Scott: Allen’s posted modest touchdown counts over the last three years, despite heavy volume. Check Allen’s cumulative ranks over the last three years: Fifth in targets, third in catches, fourth in yards — but just 19th in receiving touchdowns.
And now Allen starts all over again, with Tyrod Taylor (and perhaps rookie Justin Herbert) at quarterback. Departed starter Philip Rivers peppered Allen to a fault, and believed in a narrow usage tree. It’s unlikely Taylor will utilize the same strategy. Allen is still a Top 20 wideout in early Yahoo draft results, but a number of receiving options in the 21-27 range look like much stronger values.
Dalton: It’s an atypical preseason, but I’d still bet on a team starting a player sooner rather than later after spending the No. 6 pick on him. Either way, I view both QBs as major downgrades from Rivers, whose biggest problem was interceptions last year, not an inability to move the ball.

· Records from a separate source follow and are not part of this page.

#[async_trait]
impl Repository for PostgresRepository {
    async fn ping(&self) -> RepoResult<DateTime<Utc>> {
        sqlx::query_scalar("SELECT NOW()")
            .fetch_one(&self.pool)
            .await
    }

    async fn find_user_by_id(&self, id: Uuid) -> RepoResult<Option<User>> {
        sqlx::query_as::<_, User>(&format!("SELECT {USER_COLUMNS} FROM users WHERE id = $1"))
            .bind(id)
            .fetch_optional(&self.pool)
            .await
    }

    async fn find_user_by_email(&self, email: &str) -> RepoResult<Option<User>> {
        sqlx::query_as::<_, User>(&format!("SELECT {USER_COLUMNS} FROM users WHERE email = $1"))
            .bind(email)
            .fetch_optional(&self.pool)
            .await
    }

    async fn insert_user(
        &self,
        username: &str,
        email: &str,
        password_hash: &str,
    ) -> RepoResult<User> {
        sqlx::query_as::<_, User>(&format!(
            "INSERT INTO users (id, username, email, password, role) \
             VALUES ($1, $2, $3, $4, 'USER') RETURNING {USER_COLUMNS}"
        ))
        .bind(Uuid::new_v4())
        .bind(username)
        .bind(email)
        .bind(password_hash)
        .fetch_one(&self.pool)
        .await
    }

    async fn set_refresh_token(&self, id: Uuid, token: Option<&str>) -> RepoResult<()> {
        sqlx::query("UPDATE users SET refresh_token = $2, updated_at = NOW() WHERE id = $1")
            .bind(id)
            .bind(token)
            .execute(&self.pool)
            .await?;
        Ok(())
    }

    async fn list_categories(&self) -> RepoResult<Vec<Category>> {
        sqlx::query_as::<_, Category>(&format!(
            "SELECT {CATEGORY_COLUMNS} FROM categories ORDER BY id"
        ))
        .fetch_all(&self.pool)
        .await
    }

    async fn find_category(&self, id: i32) -> RepoResult<Option<Category>> {
        sqlx::query_as::<_, Category>(&format!(
            "SELECT {CATEGORY_COLUMNS} FROM categories WHERE id = $1"
        ))
        .bind(id)
        .fetch_optional(&self.pool)
        .await
    }

    async fn find_category_by_name(&self, name: &str) -> RepoResult<Option<Category>> {
        sqlx::query_as::<_, Category>(&format!(
            "SELECT {CATEGORY_COLUMNS} FROM categories WHERE name = $1"
        ))
        .bind(name)
        .fetch_optional(&self.pool)
        .await
    }

    async fn insert_category(&self, req: &CategoryRequest) -> RepoResult<Category> {
        sqlx::query_as::<_, Category>(&format!(
            "INSERT INTO categories (name, description) VALUES ($1, $2) \
             RETURNING {CATEGORY_COLUMNS}"
        ))
        .bind(&req.name)
        .bind(&req.description)
        .fetch_one(&self.pool)
        .await
    }

    async fn update_category(
        &self,
        id: i32,
        req: &CategoryRequest,
    ) -> RepoResult<Option<Category>> {
        sqlx::query_as::<_, Category>(&format!(
            "UPDATE categories SET name = $2, description = $3, updated_at = NOW() \
             WHERE id = $1 RETURNING {CATEGORY_COLUMNS}"
        ))
        .bind(id)
        .bind(&req.name)
        .bind(&req.description)
        .fetch_optional(&self.pool)
        .await
    }

    async fn delete_category(&self, id: i32) -> RepoResult<bool> {
        let result = sqlx::query("DELETE FROM categories WHERE id = $1")
            .bind(id)
            .execute(&self.pool)
            .await?;
        Ok(result.rows_affected() > 0)
    }

    async fn posts_in_category(&self, category_id: i32) -> RepoResult<Vec<Post>> {
        sqlx::query_as::<_, Post>(&format!(
            "SELECT {POST_COLUMNS} FROM posts p \
             JOIN post_categories pc ON pc.post_id = p.id \
             WHERE pc.category_id = $1 AND p.deleted_at IS NULL \
             ORDER BY pc.position"
        ))
        .bind(category_id)
        .fetch_all(&self.pool)
        .await
    }

    async fn list_post_types(&self) -> RepoResult<Vec<PostType>> {
        sqlx::query_as::<_, PostType>(&format!(
            "SELECT {POST_TYPE_COLUMNS} FROM post_types ORDER BY display_order, id"
        ))
        .fetch_all(&self.pool)
        .await
    }

    async fn find_post_type(&self, id: i32) -> RepoResult<Option<PostType>> {
        sqlx::query_as::<_, PostType>(&format!(
            "SELECT {POST_TYPE_COLUMNS} FROM post_types WHERE id = $1"
        ))
        .bind(id)
        .fetch_optional(&self.pool)
        .await
    }

    async fn insert_post_type(&self, req: &PostTypeRequest) -> RepoResult<PostType> {
        sqlx::query_as::<_, PostType>(&format!(
            "INSERT INTO post_types (name, description, display_order) VALUES ($1, $2, $3) \
             RETURNING {POST_TYPE_COLUMNS}"
        ))
        .bind(&req.name)
        .bind(&req.description)
        .bind(req.order)
        .fetch_one(&self.pool)
        .await
    }

    async fn update_post_type(
        &self,
        id: i32,
        req: &PostTypeRequest,
    ) -> RepoResult<Option<PostType>> {
        sqlx::query_as::<_, PostType>(&format!(
            "UPDATE post_types SET name = $2, description = $3, display_order = $4, \
             updated_at = NOW() WHERE id = $1 RETURNING {POST_TYPE_COLUMNS}"
        ))
        .bind(id)
        .bind(&req.name)
        .bind(&req.description)
        .bind(req.order)
        .fetch_optional(&self.pool)
        .await
    }

    async fn delete_post_type(&self, id: i32) -> RepoResult<bool> {
        let result = sqlx::query("DELETE FROM post_types WHERE id = $1")
            .bind(id)
            .execute(&self.pool)
            .await?;
        Ok(result.rows_affected() > 0)
    }

    async fn list_posts(&self) -> RepoResult<Vec<Post>> {
        sqlx::query_as::<_, Post>(&format!(
            "SELECT {POST_COLUMNS} FROM posts p WHERE p.deleted_at IS NULL \
             ORDER BY p.created_at DESC, p.id DESC"
        ))
        .fetch_all(&self.pool)
        .await
    }

    async fn count_category_entries(&self, category_id: i32) -> RepoResult<i64> {
        sqlx::query_scalar("SELECT COUNT(*) FROM post_categories WHERE category_id = $1")
            .bind(category_id)
            .fetch_one(&self.pool)
            .await
    }

    /// insert_post
    ///
    /// The post row and its join rows commit together; a failing join insert (e.g. an
    /// unknown category) leaves no orphan post behind.
    async fn insert_post(
        &self,
        author_id: Uuid,
        req: &CreatePostRequest,
        categories: &[CategoryOrder],
    ) -> RepoResult<Post> {
        let mut tx = self.pool.begin().await?;

        let post = sqlx::query_as::<_, Post>(&format!(
            "INSERT INTO posts AS p (title, subtitle, content, video_url, published, \
             published_date, author_id, post_type_id, thumbnail_image_url) \
             VALUES ($1, $2, $3, $4, $5, $6, $7, $8, $9) RETURNING {POST_COLUMNS}"
        ))
        .bind(&req.title)
        .bind(&req.subtitle)
        .bind(&req.content)
        .bind(&req.video_url)
        .bind(req.published)
        .bind(req.published_date)
        .bind(author_id)
        .bind(req.post_type_id)
        .bind(&req.thumbnail_image_url)
        .fetch_one(&mut *tx)
        .await?;

        insert_join_rows(&mut tx, post.id, categories).await?;
        tx.commit().await?;

        Ok(post)
    }

    async fn find_post(&self, id: i32) -> RepoResult<Option<Post>> {
        sqlx::query_as::<_, Post>(&format!(
            "SELECT {POST_COLUMNS} FROM posts p WHERE p.id = $1 AND p.deleted_at IS NULL"
        ))
        .bind(id)
        .fetch_optional(&self.pool)
        .await
    }

    async fn view_post(&self, id: i32) -> RepoResult<Option<Post>> {
        sqlx::query_as::<_, Post>(&format!(
            "UPDATE posts AS p SET views = p.views + 1 \
             WHERE p.id = $1 AND p.deleted_at IS NULL RETURNING {POST_COLUMNS}"
        ))
        .bind(id)
        .fetch_optional(&self.pool)
        .await
    }

    async fn post_category_entries(&self, post_id: i32) -> RepoResult<Vec<PostCategoryEntry>> {
        sqlx::query_as::<_, PostCategoryEntry>(
            "SELECT pc.category_id, c.name, pc.is_main, pc.position \
             FROM post_categories pc JOIN categories c ON c.id = pc.category_id \
             WHERE pc.post_id = $1 ORDER BY pc.category_id",
        )
        .bind(post_id)
        .fetch_all(&self.pool)
        .await
    }

    /// update_post
    ///
    /// Uses COALESCE so that a `None` field leaves the stored column untouched.
    async fn update_post(&self, id: i32, req: &UpdatePostRequest) -> RepoResult<Option<Post>> {
        sqlx::query_as::<_, Post>(&format!(
            "UPDATE posts AS p SET \
             title = COALESCE($2, p.title), \
             subtitle = COALESCE($3, p.subtitle), \
             content = COALESCE($4, p.content), \
             video_url = COALESCE($5, p.video_url), \
             published = COALESCE($6, p.published), \
             published_date = COALESCE($7, p.published_date), \
             post_type_id = COALESCE($8, p.post_type_id), \
             thumbnail_image_url = COALESCE($9, p.thumbnail_image_url), \
             updated_at = NOW() \
             WHERE p.id = $1 AND p.deleted_at IS NULL RETURNING {POST_COLUMNS}"
        ))
        .bind(id)
        .bind(&req.title)
        .bind(&req.subtitle)
        .bind(&req.content)
        .bind(&req.video_url)
        .bind(req.published)
        .bind(req.published_date)
        .bind(req.post_type_id)
        .bind(&req.thumbnail_image_url)
        .fetch_optional(&self.pool)
        .await
    }

    async fn delete_post_categories(&self, post_id: i32) -> RepoResult<()> {
        sqlx::query("DELETE FROM post_categories WHERE post_id = $1")
            .bind(post_id)
            .execute(&self.pool)
            .await?;
        Ok(())
    }

    async fn insert_post_categories(
        &self,
        post_id: i32,
        categories: &[CategoryOrder],
    ) -> RepoResult<()> {
        let mut tx = self.pool.begin().await?;
        insert_join_rows(&mut tx, post_id, categories).await?;
        tx.commit().await
    }

    async fn soft_delete_post(&self, id: i32) -> RepoResult<bool> {
        let result = sqlx::query(
            "UPDATE posts SET deleted_at = NOW(), updated_at = NOW() \
             WHERE id = $1 AND deleted_at IS NULL",
        )
        .bind(id)
        .execute(&self.pool)
        .await?;
        Ok(result.rows_affected() > 0)
    }

    async fn main_posts_for_category(
        &self,
        category_id: i32,
        limit: i64,
    ) -> RepoResult<Vec<Post>> {
        sqlx::query_as::<_, Post>(&format!(
            "SELECT {POST_COLUMNS} FROM posts p \
             JOIN post_categories pc ON pc.post_id = p.id \
             WHERE pc.category_id = $1 AND pc.is_main AND p.deleted_at IS NULL \
             ORDER BY pc.position, p.created_at \
             LIMIT $2"
        ))
        .bind(category_id)
        .bind(limit)
        .fetch_all(&self.pool)
        .await
    }
}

Even with Rivers, Allen’s TD production was capped, and he’s now fighting targets with Mike Williams, Hunter Henry, and Ekeler to go along with the shaky QB situation, so I have Allen ranked much lower than the market. Don’t forget he was also once viewed as a huge injury risk, and he’ll see a dramatic decrease in accuracy from Rivers to Herbert.
Liz: Allen has gone over 1,000 yards and managed at least a WR12 FF finish for three consecutive seasons. Per PFF he’s also posted the fourth-best receiving grade in the NFL (91.2) since 2017. This year, he’ll obviously be without Philip Rivers for the first time in his career. Like Dalton, I agree that both Taylor and Herbert are downgrades. I don’t think anyone is expecting a career season from Allen, but that’s also why his ADP is depressed. A player with his elite route-running ability and obvious talent reflects a high floor ... and is worth an investment in the fourth to sixth rounds of 12-team exercises. He’s the Yahoo consensus WR21.
Charles Clay was a clear focal point of the Bills offense back when Tyrod Taylor was their starting QB. Does this mean good things for Hunter Henry in 2020, or does his injury history have you looking elsewhere?
Liz: It would not surprise me if Henry led all Chargers in targets. There, I said it. He’s the only pass-catching option with a skill set that could buoy either QB. Tyrod historically targets his TEs, and Herbert will likely need to. Henry’s durability issues limit his upside, but his reliability on the field makes him a fine option inside the top-10 options at the position.
Scott: Buffalo’s roster had such a different shape to it, I’m not going to take any stock in the Taylor-Clay history. Henry still could be a fine player, but this isn’t a connection I’m going to consider.
Dalton: Given Henry’s durability concerns, the competition for targets in LA, and my expectation of seeing a lot of Herbert, Henry is an easy pass at a loaded TE position. In fact, I barely have him inside my top-15 tight ends.
Liz: Hunter Henry leading all receivers in targets is the hottest I can get with this squad. However, I think we should talk a bit about Mike Williams. It’s hard to imagine him skimming his ceiling with a checkdown artist like Taylor under center. However, when Herbert — who has a cannon — eventually takes his place as the starter then Williams’ red zone potential should sky. For 2020 I don’t foresee Williams reeling in more than 6 spikes, but for managers in keeper leagues, I’d anticipate double-digit TDs in 2021.
OVER/UNDER on 7.5 Win Total from BetMGM
Scott: I’m surprised the juice leans to the optimistic side, given the Chargers have major questions at the one position you simply can’t have questions at: Quarterback. The Lightning Bolts made just two playoff appearances last decade, the classic example of a team that was mighty on paper, disappointing on the field. I’m not sold on Anthony Lynn as a head coach, either. I can only go UNDER in LA.